Au fond, quel est le principal problème de notre société ? Les inégalités répondront bon nombre de gens. Or ce n'est pas tant les inégalités qui posent problème, mais plutôt le fait qu'elles soient vues comme une fatalité, inévitable, qu'une naissance dans un milieu défavorisé soit considérée comme une condamnation à y passer sa vie. Que ce soient les questions de couleurs de peau, d'accès au logement, au travail, à la réussite financière ou de systèmes de retraites, l'important est qu'il n'y ait pas de milieux clos. A ce titre, le principe fondamental qui devrait régir notre société devrait être l'égalité des chances. Un enfant devrait pouvoir envisager toutes les carrières et choisir son propre destin, où son succès dépendra de son talent, des compétences qu'il aura acquises et de ses éventuelles prises de risque. Aujourd'hui, ce n'est pas vraiment le cas. La reproduction sociale est encore très forte, peut-être même plus forte qu'autrefois si l'on en croit les statistiques de la catégorie socio-professionnelle des parents des élèves de classes préparatoires. Moins de 10 % d'entre eux sont enfants d'ouvriers, ce qui est considérablement moins qu'après guerre. Divers mécanismes sociologiques participent à ce phénomène. Le manque de capital social ou culturel, le fait que l'école demande aux enfants d'être performants dans des domaines qu'elle n'enseigne pas, mais qui sont transmis par le milieu familial, ou bien les effets de ghetto dus aux regroupements de foyers modestes dans les mêmes zones géographiques, avec un mécanisme de cercle vicieux quant aux prix des logements qui y sont pratiqués.

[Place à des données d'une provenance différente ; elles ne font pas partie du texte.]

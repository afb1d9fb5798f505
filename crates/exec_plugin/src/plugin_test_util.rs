//! Canned plugin implementations and sinks for tests.
//!
//! `MockPlugin` speaks the full contract in-process so host and SDK tests
//! can run a real client/server session over a loopback socket without
//! spawning a child process.

use std::collections::HashMap;
use std::sync::atomic::{AtomicUsize, Ordering};
use std::sync::Arc;
use std::time::Duration;

use async_trait::async_trait;
use tokio::time::sleep;
use tokio_util::sync::CancellationToken;

use crate::error::PluginError;
use crate::message::{code, ErrorFrame, ExecutionFrame, ParameterSpec, PluginInfo, Progress};
use crate::plugin_runtime::PluginImpl;
use crate::sink::OutputSink;

/// What a scripted [`MockPlugin`] does when executed.
#[derive(Debug, Clone)]
pub enum MockBehavior {
    /// Replay these frames into the sink, then finish cleanly (or, for an
    /// `Error` frame, with the surfaced error).
    Script(Vec<ExecutionFrame>),
    /// Return a plain execution error without surfacing it first.
    FailWith(String),
    /// Emit a progress frame every `tick` until cancelled, then surface
    /// CANCELLED. Ends on its own after `max_ticks` to keep tests bounded.
    RunUntilCancelled { tick: Duration, max_ticks: u32 },
}

#[derive(Clone)]
pub struct MockPlugin {
    info: PluginInfo,
    behavior: MockBehavior,
    info_calls: Arc<AtomicUsize>,
}

impl MockPlugin {
    pub fn new(behavior: MockBehavior) -> Self {
        Self {
            info: mock_info(),
            behavior,
            info_calls: Arc::new(AtomicUsize::new(0)),
        }
    }

    pub fn with_info(mut self, info: PluginInfo) -> Self {
        self.info = info;
        self
    }

    /// How many `getInfo` calls actually reached the plugin; lets tests
    /// prove the client memoizes.
    pub fn info_calls(&self) -> Arc<AtomicUsize> {
        Arc::clone(&self.info_calls)
    }
}

#[async_trait]
impl PluginImpl for MockPlugin {
    async fn get_info(&self) -> PluginInfo {
        self.info_calls.fetch_add(1, Ordering::SeqCst);
        self.info.clone()
    }

    async fn execute(
        &self,
        cancel: CancellationToken,
        _params: HashMap<String, String>,
        sink: &mut dyn OutputSink,
    ) -> Result<(), PluginError> {
        match &self.behavior {
            MockBehavior::Script(frames) => {
                for frame in frames.clone() {
                    match frame {
                        ExecutionFrame::Output(text) => sink.on_output(&text).await?,
                        ExecutionFrame::Progress(p) => sink.on_progress(p).await?,
                        ExecutionFrame::Error(e) => {
                            sink.on_error(&e.code, &e.message, &e.details).await?;
                            return Ok(());
                        }
                    }
                }
                Ok(())
            }
            MockBehavior::FailWith(message) => Err(PluginError::Execution(message.clone())),
            MockBehavior::RunUntilCancelled { tick, max_ticks } => {
                for step in 0..*max_ticks {
                    if cancel.is_cancelled() {
                        sink.on_error(code::CANCELLED, "operation cancelled by user", "")
                            .await?;
                        return Ok(());
                    }
                    sink.on_progress(Progress {
                        percent_complete: (step * 100 / (*max_ticks).max(1)) as f32,
                        stage: "working".into(),
                        current_step: step as i32 + 1,
                        total_steps: *max_ticks as i32,
                    })
                    .await?;
                    sleep(*tick).await;
                }
                sink.on_output("finished without cancellation").await?;
                Ok(())
            }
        }
    }
}

/// A hello-flavored schema: optional `message` with a default, `language`
/// with an allowed set, required `subject`.
pub fn mock_info() -> PluginInfo {
    let mut specs = HashMap::new();
    specs.insert(
        "message".to_string(),
        ParameterSpec {
            name: "message".into(),
            description: "text to echo".into(),
            default_value: Some("World".into()),
            value_type: "string".into(),
            ..Default::default()
        },
    );
    specs.insert(
        "language".to_string(),
        ParameterSpec {
            name: "language".into(),
            description: "greeting language".into(),
            default_value: Some("en".into()),
            value_type: "string".into(),
            allowed_values: vec!["en".into(), "es".into(), "fr".into(), "de".into()],
            ..Default::default()
        },
    );
    PluginInfo {
        name: "mock".into(),
        version: "0.0.1".into(),
        description: "a canned plugin for tests".into(),
        parameter_specs: specs,
        auth: None,
    }
}

/// Shorthand for a clean two-frame script.
pub fn happy_script() -> Vec<ExecutionFrame> {
    vec![
        ExecutionFrame::Progress(Progress {
            percent_complete: 0.0,
            stage: "Starting".into(),
            current_step: 1,
            total_steps: 2,
        }),
        ExecutionFrame::Output("hello from mock".into()),
        ExecutionFrame::Progress(Progress {
            percent_complete: 100.0,
            stage: "Finalizing".into(),
            current_step: 2,
            total_steps: 2,
        }),
    ]
}

/// Shorthand for a script that ends in a domain error frame.
pub fn failing_script() -> Vec<ExecutionFrame> {
    vec![
        ExecutionFrame::Output("about to fail".into()),
        ExecutionFrame::Error(ErrorFrame {
            code: "MOCK_FAILURE".into(),
            message: "scripted failure".into(),
            details: "details".into(),
        }),
    ]
}

/// One recorded sink event.
#[derive(Debug, Clone, PartialEq)]
pub enum SinkEvent {
    Output(String),
    Progress(Progress),
    Error {
        code: String,
        message: String,
        details: String,
    },
}

/// Sink that records everything it sees, in order.
#[derive(Debug, Default)]
pub struct RecordingSink {
    pub events: Vec<SinkEvent>,
}

impl RecordingSink {
    pub fn new() -> Self {
        Self::default()
    }

    pub fn outputs(&self) -> Vec<&str> {
        self.events
            .iter()
            .filter_map(|e| match e {
                SinkEvent::Output(text) => Some(text.as_str()),
                _ => None,
            })
            .collect()
    }

    pub fn errors(&self) -> Vec<(&str, &str)> {
        self.events
            .iter()
            .filter_map(|e| match e {
                SinkEvent::Error { code, message, .. } => {
                    Some((code.as_str(), message.as_str()))
                }
                _ => None,
            })
            .collect()
    }
}

#[async_trait]
impl OutputSink for RecordingSink {
    async fn on_output(&mut self, text: &str) -> Result<(), PluginError> {
        self.events.push(SinkEvent::Output(text.to_string()));
        Ok(())
    }

    async fn on_progress(&mut self, progress: Progress) -> Result<(), PluginError> {
        self.events.push(SinkEvent::Progress(progress));
        Ok(())
    }

    async fn on_error(
        &mut self,
        code: &str,
        message: &str,
        details: &str,
    ) -> Result<(), PluginError> {
        self.events.push(SinkEvent::Error {
            code: code.to_string(),
            message: message.to_string(),
            details: details.to_string(),
        });
        Ok(())
    }
}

Techniquement, la réussite dans les études supérieures repose bien sur la méritocratie. Les élèves des grandes écoles sont recrutés à partir de concours difficiles, mais dont chacun a accès. Les classes préparatoires sont gratuites dans l'enseignement public, et les élèves y sont recrutés à partir de leurs notes scolaires au lycée. A l'université, il suffit d'avoir le baccalauréat pour s'inscrire en DEUG. Mais les taux d'échecs y sont conséquents. On parle d'une possible sélection des étudiants en faculté, elle se ferait alors essentiellement sur le dossier scolaire. Mais dès le niveau du lycée, les taux d'accès au baccalauréat des enfants issus des différents milieux sociaux varient énormément. Ces différences se font dès la primaire, peut être même avant, et continuent de se faire tout au long de la vie professionnelle.

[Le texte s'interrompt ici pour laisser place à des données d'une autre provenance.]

//! The one-shot execution coordinator: everything `gantry run` does between
//! the catalog lookup and the final summary line.

use std::collections::HashMap;
use std::sync::Arc;
use std::time::Duration;

use anyhow::Context;
use chrono::Utc;
use exec_plugin::message::code;
use exec_plugin::{ExecutionSummary, OutputSink, PluginError};
use exec_plugin::params;
use tokio_util::sync::CancellationToken;
use tracing::{info, warn};

use crate::catalog::Catalog;
use crate::health::HealthConfig;
use crate::supervisor::Supervisor;
use crate::ui;

/// How one run ended, for exit-code policy.
#[derive(Debug, Clone, PartialEq)]
pub enum RunOutcome {
    Completed,
    /// The caller cancelled; not a failure for exit-code purposes.
    Cancelled,
    /// `surfaced` means the sink already showed the failure and it must not
    /// be printed again.
    Failed { surfaced: bool, message: String },
}

#[derive(Debug)]
pub struct RunReport {
    pub outcome: RunOutcome,
    pub summary: Option<ExecutionSummary>,
}

fn now_ns() -> i64 {
    Utc::now().timestamp_nanos_opt().unwrap_or_default()
}

/// Resolve the descriptor, bring the plugin up, run it against `sink`, and
/// report the summary. The supervisor is one-shot: everything it started is
/// torn down before this returns.
pub async fn execute_plugin(
    cancel: CancellationToken,
    catalog: &Catalog,
    name: &str,
    params: HashMap<String, String>,
    sink: &mut dyn OutputSink,
) -> anyhow::Result<RunReport> {
    let descriptor = catalog.get(name)?;
    descriptor
        .validate()
        .with_context(|| format!("invalid plugin configuration for {name}"))?;

    let supervisor = Supervisor::new(HealthConfig::default());
    let report = run_session(cancel, &supervisor, catalog, name, params, sink).await;
    supervisor.stop_all().await;
    report
}

async fn run_session(
    cancel: CancellationToken,
    supervisor: &Arc<Supervisor>,
    catalog: &Catalog,
    name: &str,
    mut params: HashMap<String, String>,
    sink: &mut dyn OutputSink,
) -> anyhow::Result<RunReport> {
    let descriptor = catalog.get(name)?;
    supervisor
        .start(name, descriptor, &params)
        .await
        .with_context(|| format!("failed to start plugin {name}"))?;
    info!(%name, kind = %descriptor.kind, "started plugin");

    let client = supervisor.get(name).await?;
    let plugin_info = client
        .get_info()
        .await
        .context("failed to get plugin info")?;

    params::merge_defaults(&mut params, &descriptor.defaults, &plugin_info.parameter_specs);

    let start_time = now_ns();
    // Host-side check fails fast; the plugin runs the same rules again as
    // the authority. A rejection is surfaced through the sink like the
    // plugin-side frame would be.
    let exec_result = match client.validate_parameters(&params).await {
        Ok(()) => client.execute(cancel.clone(), params.clone(), sink).await,
        Err(PluginError::InvalidParams(err)) => {
            let message = err.to_string();
            let _ = sink.on_error(code::INVALID_PARAMETERS, &message, "").await;
            Err(PluginError::surfaced(code::INVALID_PARAMETERS, message))
        }
        Err(other) => Err(other),
    };
    let end_time = now_ns();

    let mut metadata = params.clone();
    metadata.insert("plugin_type".to_string(), descriptor.kind.to_string());
    let metrics = HashMap::from([(
        "execution_time_ms".to_string(),
        (end_time - start_time) as f64 / 1_000_000.0,
    )]);

    let error_text = exec_result.as_ref().err().map(|err| err.to_string());
    let summary = match client
        .report_summary(
            start_time,
            end_time,
            exec_result.is_ok(),
            error_text.as_deref(),
            metadata,
            metrics,
        )
        .await
    {
        Ok(summary) => {
            ui::display_execution_summary(&summary);
            Some(summary)
        }
        Err(err) => {
            warn!(%name, %err, "failed to report execution summary");
            None
        }
    };

    let outcome = match exec_result {
        Ok(()) => RunOutcome::Completed,
        Err(err) if cancel.is_cancelled() || err.is_cancelled() => {
            info!(%name, "plugin execution cancelled");
            RunOutcome::Cancelled
        }
        Err(err) => RunOutcome::Failed {
            surfaced: err.is_surfaced(),
            message: err.to_string(),
        },
    };

    Ok(RunReport { outcome, summary })
}

/// Start a plugin just long enough to print its descriptor and schema.
pub async fn show_plugin_info(catalog: &Catalog, name: &str) -> anyhow::Result<()> {
    let descriptor = catalog.get(name)?;
    descriptor
        .validate()
        .with_context(|| format!("invalid plugin configuration for {name}"))?;

    let supervisor = Supervisor::new(HealthConfig::default());
    let result = async {
        supervisor
            .start(name, descriptor, &HashMap::new())
            .await
            .with_context(|| format!("failed to start plugin {name}"))?;
        let client = supervisor.get(name).await?;
        let plugin_info = tokio::time::timeout(Duration::from_secs(10), client.get_info())
            .await
            .context("timed out fetching plugin info")?
            .context("failed to get plugin info")?;
        ui::display_plugin_info(&plugin_info, descriptor);
        Ok(())
    }
    .await;
    supervisor.stop_all().await;
    result
}

/// Parse trailing `run` arguments into a parameter map. Accepts
/// `--key=value`, `--key value`, and bare `--flag` (which becomes `"true"`);
/// anything not starting with `-` on its own is ignored.
pub fn parse_run_flags(args: &[String]) -> HashMap<String, String> {
    let mut params = HashMap::new();
    let mut i = 0;
    while i < args.len() {
        let arg = &args[i];
        if !arg.starts_with('-') {
            i += 1;
            continue;
        }
        let key = arg.trim_start_matches('-');

        if let Some((k, v)) = key.split_once('=') {
            params.insert(k.to_string(), v.to_string());
        } else if i + 1 < args.len() && !args[i + 1].starts_with('-') {
            params.insert(key.to_string(), args[i + 1].clone());
            i += 1;
        } else {
            params.insert(key.to_string(), "true".to_string());
        }
        i += 1;
    }
    params
}

#[cfg(test)]
mod tests {
    use super::*;

    fn args(list: &[&str]) -> Vec<String> {
        list.iter().map(|s| s.to_string()).collect()
    }

    #[test]
    fn parses_equals_form() {
        let params = parse_run_flags(&args(&["--message=World", "--language=en"]));
        assert_eq!(params["message"], "World");
        assert_eq!(params["language"], "en");
    }

    #[test]
    fn parses_space_form_and_bare_flags() {
        let params = parse_run_flags(&args(&["--num1", "1.5", "--verbose", "--num2", "2.5"]));
        assert_eq!(params["num1"], "1.5");
        assert_eq!(params["num2"], "2.5");
        assert_eq!(params["verbose"], "true");
    }

    #[test]
    fn trailing_flag_is_boolean() {
        let params = parse_run_flags(&args(&["--dry-run"]));
        assert_eq!(params["dry-run"], "true");
    }

    #[test]
    fn bare_values_are_ignored() {
        let params = parse_run_flags(&args(&["stray", "--key=v"]));
        assert_eq!(params.len(), 1);
        assert_eq!(params["key"], "v");
    }
}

Alors ce problème fondamental est effectivement bien ancien. Mais il faut le garder constamment à l'esprit, pour continuer à chercher comment combattre le scandale qu'est l'inégalité des chances, pour faire valoir l'idéal méritocratique qui doit devenir la règle. Est-ce par la discrimination positive, c'est-à-dire donner plus de chances à ceux qui en ont moins au départ ? Pourquoi pas. Les symboles ont aussi un certain rôle dans la conscience collective. En l'occurrence, la nomination de Rachida Dati, fille d'immigrés maghrébins, au ministère de la Justice a représenté un grand coup qui a marqué les esprits, et ce d'autant plus qu'elle en avait les compétences techniques, en étant magistrate, et politique, en ayant été porte-parole de Nicolas Sarkozy lors de l'élection présidentielle. Ce symbole, visible, aurait été moins fort si à la place cela aurait été Patrick Devedjian qui avait été à ce poste comme il y était pressenti, alors que lui aussi, il est fils d'immigré (arménien), connaisseur du droit (en tant qu'avocat) et de la chose politique (par une grande expérience au sein des partis de droite).

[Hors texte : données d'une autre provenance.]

//! Plugin-side runtime: a TCP listener that wires JSON-RPC traffic to a
//! user-supplied [`PluginImpl`] implementation.
//!
//! Handles:
//! * `getInfo` / `reportSummary` / `healthCheck` → method dispatch → response
//! * `execute` → parameter validation, a stream-backed [`OutputSink`], frame
//!   notifications in emission order, a completing response at end-of-stream
//! * `cancel` notifications → per-call cancellation tokens
//! * graceful stop: in-flight executes are tracked and drained before exit
//!
//! Usage:
//! ```ignore
//! use exec_plugin::plugin_runtime::run;
//! #[tokio::main]
//! async fn main() -> anyhow::Result<()> {
//!     run(MyPlugin::default(), 50051).await
//! }
//! ```

use std::collections::HashMap;
use std::net::SocketAddr;
use std::sync::atomic::{AtomicBool, Ordering};
use std::sync::Arc;

use anyhow::ensure;
use async_trait::async_trait;
use dashmap::DashMap;
use serde_json::{json, Value};
use tokio::io::{AsyncBufReadExt, AsyncWriteExt, BufReader, BufWriter};
use tokio::net::{TcpListener, TcpStream};
use tokio::sync::mpsc;
use tokio_util::sync::CancellationToken;
use tokio_util::task::TaskTracker;
use tracing::{info, warn};

use crate::error::PluginError;
use crate::jsonrpc::{
    Id, Message, Method, Request, Response, INTERNAL_ERROR, INVALID_PARAMS, METHOD_NOT_FOUND,
    PARSE_ERROR,
};
use crate::message::{
    code, CancelRequest, ErrorFrame, ExecuteRequest, ExecutionFrame, FrameNotification,
    HealthCheckResponse, HealthStatus, PluginInfo, Progress, SummaryRequest, SummaryResponse,
};
use crate::params;
use crate::sink::OutputSink;

// -----------------------------------------------------------------------------
// PluginImpl — implement this in your plugin binary
// -----------------------------------------------------------------------------

#[async_trait]
pub trait PluginImpl: Send + Sync + 'static {
    /// Metadata and parameter schema. Called for `getInfo` and by the
    /// default validation/summary implementations.
    async fn get_info(&self) -> PluginInfo;

    /// Authoritative schema check, run before `execute` is dispatched. The
    /// default applies the shared pipeline rules; override to enforce more
    /// (e.g. that a `float`-typed value actually parses).
    async fn validate_parameters(
        &self,
        params: &HashMap<String, String>,
    ) -> Result<(), PluginError> {
        let info = self.get_info().await;
        params::validate(params, &info.parameter_specs)?;
        Ok(())
    }

    /// Do the work, writing output/progress/errors into `sink`. Check
    /// `cancel` at every natural yield point and surface a CANCELLED error
    /// frame instead of continuing.
    async fn execute(
        &self,
        cancel: CancellationToken,
        params: HashMap<String, String>,
        sink: &mut dyn OutputSink,
    ) -> Result<(), PluginError>;

    /// Acknowledge the host's execution bookkeeping. The default echoes the
    /// request with `duration` in milliseconds filled in.
    async fn report_summary(&self, req: SummaryRequest) -> SummaryResponse {
        let name = self.get_info().await.name;
        SummaryResponse {
            plugin_name: name,
            start_time: req.start_time,
            end_time: req.end_time,
            duration: (req.end_time - req.start_time) as f64 / 1_000_000.0,
            success: req.success,
            error: req.error,
            metadata: req.metadata,
            metrics: req.metrics,
        }
    }

    /// Last call before the server exits.
    async fn close(&self) {}
}

// -----------------------------------------------------------------------------
// Stream-backed sink
// -----------------------------------------------------------------------------

/// Maps sink calls onto `frame` notifications for one execute call. All
/// frames and the completing response go through the connection's single
/// writer, so arrival order is emission order.
struct StreamSink {
    call_id: String,
    line_tx: mpsc::UnboundedSender<String>,
}

impl StreamSink {
    fn send_frame(&self, frame: ExecutionFrame) -> Result<(), PluginError> {
        let note = Request::notification(
            Method::Frame,
            Some(serde_json::to_value(FrameNotification {
                id: self.call_id.clone(),
                frame,
            })?),
        );
        let mut line = serde_json::to_string(&note)?;
        line.push('\n');
        self.line_tx
            .send(line)
            .map_err(|_| PluginError::Transport("output stream closed".into()))
    }
}

#[async_trait]
impl OutputSink for StreamSink {
    async fn on_output(&mut self, text: &str) -> Result<(), PluginError> {
        self.send_frame(ExecutionFrame::Output(text.to_string()))
    }

    async fn on_progress(&mut self, progress: Progress) -> Result<(), PluginError> {
        self.send_frame(ExecutionFrame::Progress(progress))
    }

    async fn on_error(
        &mut self,
        code: &str,
        message: &str,
        details: &str,
    ) -> Result<(), PluginError> {
        self.send_frame(ExecutionFrame::Error(ErrorFrame {
            code: code.to_string(),
            message: message.to_string(),
            details: details.to_string(),
        }))?;
        // The frame is on the wire: hand back the surfaced sentinel so the
        // runtime does not emit a duplicate EXECUTION_ERROR.
        Err(PluginError::surfaced(code, message))
    }
}

// -----------------------------------------------------------------------------
// Server
// -----------------------------------------------------------------------------

pub struct PluginServer {
    listener: TcpListener,
    shutdown: CancellationToken,
}

impl PluginServer {
    /// Bind the listener. Port 0 picks an ephemeral port; read it back with
    /// [`local_addr`](Self::local_addr) before calling `serve`.
    pub async fn bind(port: u16) -> anyhow::Result<Self> {
        let listener = TcpListener::bind(("0.0.0.0", port)).await?;
        Ok(Self {
            listener,
            shutdown: CancellationToken::new(),
        })
    }

    pub fn local_addr(&self) -> std::io::Result<SocketAddr> {
        self.listener.local_addr()
    }

    /// Token that stops the accept loop and starts the graceful drain.
    pub fn shutdown_token(&self) -> CancellationToken {
        self.shutdown.clone()
    }

    /// Serve until the shutdown token fires, then wait out in-flight
    /// executes and call `plugin.close()`.
    pub async fn serve<P: PluginImpl>(self, plugin: P) -> anyhow::Result<()> {
        let plugin = Arc::new(plugin);
        let serving = Arc::new(AtomicBool::new(true));
        let tracker = TaskTracker::new();
        info!(addr = %self.listener.local_addr()?, "plugin server listening");

        loop {
            tokio::select! {
                _ = self.shutdown.cancelled() => break,
                accepted = self.listener.accept() => match accepted {
                    Ok((stream, _peer)) => {
                        tokio::spawn(handle_connection(
                            Arc::clone(&plugin),
                            stream,
                            Arc::clone(&serving),
                            tracker.clone(),
                        ));
                    }
                    Err(err) => warn!(?err, "accept failed"),
                },
            }
        }

        serving.store(false, Ordering::SeqCst);
        tracker.close();
        tracker.wait().await;
        plugin.close().await;
        Ok(())
    }
}

/// Bind and serve on `port`. The entry point plugin binaries call.
pub async fn run<P: PluginImpl>(plugin: P, port: u16) -> anyhow::Result<()> {
    ensure!(port > 0, "invalid port: {port}");
    PluginServer::bind(port).await?.serve(plugin).await
}

// -----------------------------------------------------------------------------
// Per-connection plumbing
// -----------------------------------------------------------------------------

fn enqueue(line_tx: &mpsc::UnboundedSender<String>, rsp: Response) {
    match serde_json::to_string(&rsp) {
        Ok(mut line) => {
            line.push('\n');
            let _ = line_tx.send(line);
        }
        Err(err) => warn!(?err, "dropping unserializable response"),
    }
}

/// The `frame`/`cancel` notifications carry the execute call id as a plain
/// string, whatever `Id` form the caller used.
fn call_key(id: &Id) -> String {
    match id {
        Id::String(s) => s.clone(),
        Id::Number(n) => n.to_string(),
        Id::Null => String::new(),
    }
}

async fn handle_connection<P: PluginImpl>(
    plugin: Arc<P>,
    stream: TcpStream,
    serving: Arc<AtomicBool>,
    tracker: TaskTracker,
) {
    let (read_half, write_half) = stream.into_split();
    let (line_tx, mut line_rx) = mpsc::unbounded_channel::<String>();

    tokio::spawn(async move {
        let mut writer = BufWriter::new(write_half);
        while let Some(line) = line_rx.recv().await {
            if writer.write_all(line.as_bytes()).await.is_err() {
                break;
            }
            if writer.flush().await.is_err() {
                break;
            }
        }
    });

    // Cancelled when the connection dies, aborting its in-flight executes.
    let conn_token = CancellationToken::new();
    let cancels: Arc<DashMap<String, CancellationToken>> = Arc::new(DashMap::new());

    let mut lines = BufReader::new(read_half).lines();
    while let Ok(Some(line)) = lines.next_line().await {
        if line.trim().is_empty() {
            continue;
        }
        let req = match serde_json::from_str::<Message>(&line) {
            Ok(Message::Request(req)) => req,
            Ok(_) => continue, // stray response; not ours to answer
            Err(err) => {
                enqueue(
                    &line_tx,
                    Response::fail(Id::Null, PARSE_ERROR, "Parse error", Some(json!(err.to_string()))),
                );
                continue;
            }
        };
        dispatch_request(&plugin, req, &line_tx, &serving, &tracker, &conn_token, &cancels);
    }

    conn_token.cancel();
}

fn dispatch_request<P: PluginImpl>(
    plugin: &Arc<P>,
    req: Request,
    line_tx: &mpsc::UnboundedSender<String>,
    serving: &Arc<AtomicBool>,
    tracker: &TaskTracker,
    conn_token: &CancellationToken,
    cancels: &Arc<DashMap<String, CancellationToken>>,
) {
    match req.method.parse::<Method>() {
        Ok(Method::GetInfo) => {
            if let Some(id) = req.id {
                let plugin = Arc::clone(plugin);
                let line_tx = line_tx.clone();
                tokio::spawn(async move {
                    let info = plugin.get_info().await;
                    enqueue(&line_tx, Response::success(id, json!(info)));
                });
            }
        }

        Ok(Method::HealthCheck) => {
            if let Some(id) = req.id {
                let status = if serving.load(Ordering::SeqCst) {
                    HealthStatus::Serving
                } else {
                    HealthStatus::NotServing
                };
                let verdict = HealthCheckResponse { status };
                enqueue(line_tx, Response::success(id, json!(verdict)));
            }
        }

        Ok(Method::ReportSummary) => {
            let Some(id) = req.id else { return };
            match req
                .params
                .and_then(|v| serde_json::from_value::<SummaryRequest>(v).ok())
            {
                Some(summary) => {
                    let plugin = Arc::clone(plugin);
                    let line_tx = line_tx.clone();
                    tokio::spawn(async move {
                        let resp = plugin.report_summary(summary).await;
                        enqueue(&line_tx, Response::success(id, json!(resp)));
                    });
                }
                None => enqueue(line_tx, Response::fail(id, INVALID_PARAMS, "Invalid params", None)),
            }
        }

        Ok(Method::Execute) => {
            let Some(id) = req.id else { return };
            let Some(request) = req
                .params
                .and_then(|v| serde_json::from_value::<ExecuteRequest>(v).ok())
            else {
                enqueue(line_tx, Response::fail(id, INVALID_PARAMS, "Invalid params", None));
                return;
            };
            if tracker.is_closed() {
                enqueue(line_tx, Response::fail(id, INTERNAL_ERROR, "server is draining", None));
                return;
            }
            let key = call_key(&id);
            let token = conn_token.child_token();
            cancels.insert(key.clone(), token.clone());

            let plugin = Arc::clone(plugin);
            let line_tx = line_tx.clone();
            let cancels = Arc::clone(cancels);
            tracker.spawn(async move {
                run_execute(plugin, id, key.clone(), request.params, token, &line_tx).await;
                cancels.remove(&key);
            });
        }

        Ok(Method::Cancel) => {
            if let Some(cancel) = req
                .params
                .and_then(|v| serde_json::from_value::<CancelRequest>(v).ok())
            {
                if let Some(token) = cancels.get(&cancel.id) {
                    token.cancel();
                }
            }
        }

        Ok(Method::Frame) | Err(_) => {
            if let Some(id) = req.id {
                enqueue(line_tx, Response::fail(id, METHOD_NOT_FOUND, "Method not found", None));
            }
        }
    }
}

async fn run_execute<P: PluginImpl>(
    plugin: Arc<P>,
    id: Id,
    call_id: String,
    params: HashMap<String, String>,
    cancel: CancellationToken,
    line_tx: &mpsc::UnboundedSender<String>,
) {
    let mut sink = StreamSink {
        call_id,
        line_tx: line_tx.clone(),
    };

    // Validate before any domain work; a rejection is a normal stream with a
    // single INVALID_PARAMETERS frame.
    if let Err(err) = plugin.validate_parameters(&params).await {
        let _ = sink.send_frame(ExecutionFrame::Error(ErrorFrame {
            code: code::INVALID_PARAMETERS.to_string(),
            message: err.to_string(),
            details: String::new(),
        }));
        enqueue(line_tx, Response::success(id, Value::Null));
        return;
    }

    match plugin.execute(cancel, params, &mut sink).await {
        Ok(()) => {}
        Err(err) if err.is_surfaced() => {} // frame already on the wire
        Err(err) => {
            let _ = sink.send_frame(ExecutionFrame::Error(ErrorFrame {
                code: code::EXECUTION_ERROR.to_string(),
                message: err.to_string(),
                details: String::new(),
            }));
        }
    }

    // End-of-stream marker; every frame above is already queued ahead of it.
    enqueue(line_tx, Response::success(id, Value::Null));
}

Quoi qu'il en soit, au-delà des baronnies ou des castes, ce souci de récompenser l'effort et les compétences doit prédominer. C'est une approche différente que de considérer les inégalités en général comme en soi mauvaises et injustifiées, les égalités importantes sont celles des chances, et du traitement devant la loi, il doit rester possible d'améliorer sa propre position par ses efforts.